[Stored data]
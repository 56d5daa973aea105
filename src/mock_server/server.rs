//! Mock Finite State API server.
//!
//! Provides an axum-based HTTP server that simulates the Finite State
//! GraphQL API, its token endpoint and presigned storage URLs.

use std::sync::Arc;

use axum::{
    extract::DefaultBodyLimit,
    routing::{get, post, put},
    Router,
};
use tokio::net::TcpListener;
use tokio::sync::RwLock;
use tokio::task::JoinHandle;

use super::fixtures::Fixtures;
use super::handlers;
use super::state::MockState;
use crate::config::ClientConfig;

/// A mock Finite State API server for testing.
///
/// The server runs in the background and can be used to test the client
/// against a stateful implementation of the API.
pub struct MockServer {
    /// The URL where the server is listening.
    url: String,
    /// Handle to the server task.
    handle: JoinHandle<()>,
    /// Shared state that can be modified during tests.
    state: Arc<RwLock<MockState>>,
}

impl MockServer {
    /// Start a new mock server with default fixtures.
    ///
    /// The server listens on a random available port and returns immediately.
    /// Use `url()` to get the server's base URL.
    ///
    /// # Panics
    ///
    /// Panics if no local port can be bound.
    pub async fn start() -> Self {
        Self::with_state(Fixtures::default_scenario()).await
    }

    /// Start a mock server with empty state.
    ///
    /// Useful when you want to control exactly what data is available.
    pub async fn start_empty() -> Self {
        Self::with_state(MockState::new()).await
    }

    /// Start a mock server with custom state.
    ///
    /// # Panics
    ///
    /// Panics if no local port can be bound.
    pub async fn with_state(mut state: MockState) -> Self {
        // Bind to a random available port
        let listener = TcpListener::bind("127.0.0.1:0")
            .await
            .expect("Failed to bind to address");
        let addr = listener.local_addr().expect("Failed to get local address");
        let url = format!("http://{addr}");

        state.base_url = url.clone();
        let shared_state = state.shared();
        let app = Self::create_router(shared_state.clone());

        let handle = tokio::spawn(async move {
            axum::serve(listener, app).await.expect("Server error");
        });

        Self {
            url,
            handle,
            state: shared_state,
        }
    }

    /// Get the base URL of the mock server.
    pub fn url(&self) -> &str {
        &self.url
    }

    /// The GraphQL endpoint, for building a `FiniteStateClient`.
    pub fn graphql_url(&self) -> String {
        format!("{}/api/v1/graphql", self.url)
    }

    /// A configuration with test credentials pointing at this server.
    pub fn config(&self) -> ClientConfig {
        ClientConfig::new("test-client", "test-secret", "test-org")
            .with_base_url(&format!("{}/api/v1", self.url))
    }

    /// Get access to the server's shared state.
    ///
    /// This allows inspecting or modifying the mock data during a test.
    pub fn state(&self) -> Arc<RwLock<MockState>> {
        self.state.clone()
    }

    /// Shutdown the server.
    ///
    /// This aborts the server task. It's safe to call multiple times.
    pub async fn shutdown(self) {
        self.handle.abort();
        let _ = self.handle.await;
    }

    /// Create the axum router with all routes.
    fn create_router(state: Arc<RwLock<MockState>>) -> Router {
        Router::new()
            .route("/api/v1/graphql", post(handlers::graphql))
            .route("/api/v1/auth/token", post(handlers::issue_token))
            // Presigned storage
            .route("/upload/single/:key", put(handlers::put_object))
            .route("/upload/:upload_id/:part_number", put(handlers::put_part))
            .route("/download/:export_id", get(handlers::download_export))
            // Health check
            .route("/health", get(health_check))
            // Multipart chunks are at least 5 MiB.
            .layer(DefaultBodyLimit::disable())
            .with_state(state)
    }
}

/// Health check endpoint.
async fn health_check() -> &'static str {
    "ok"
}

[THE PROBLEM] The response consists of the lines above that contain "upload".

[PROBLEM SOLUTION]
            .route("/upload/single/:key", put(handlers::put_object))
            .route("/upload/:upload_id/:part_number", put(handlers::put_part))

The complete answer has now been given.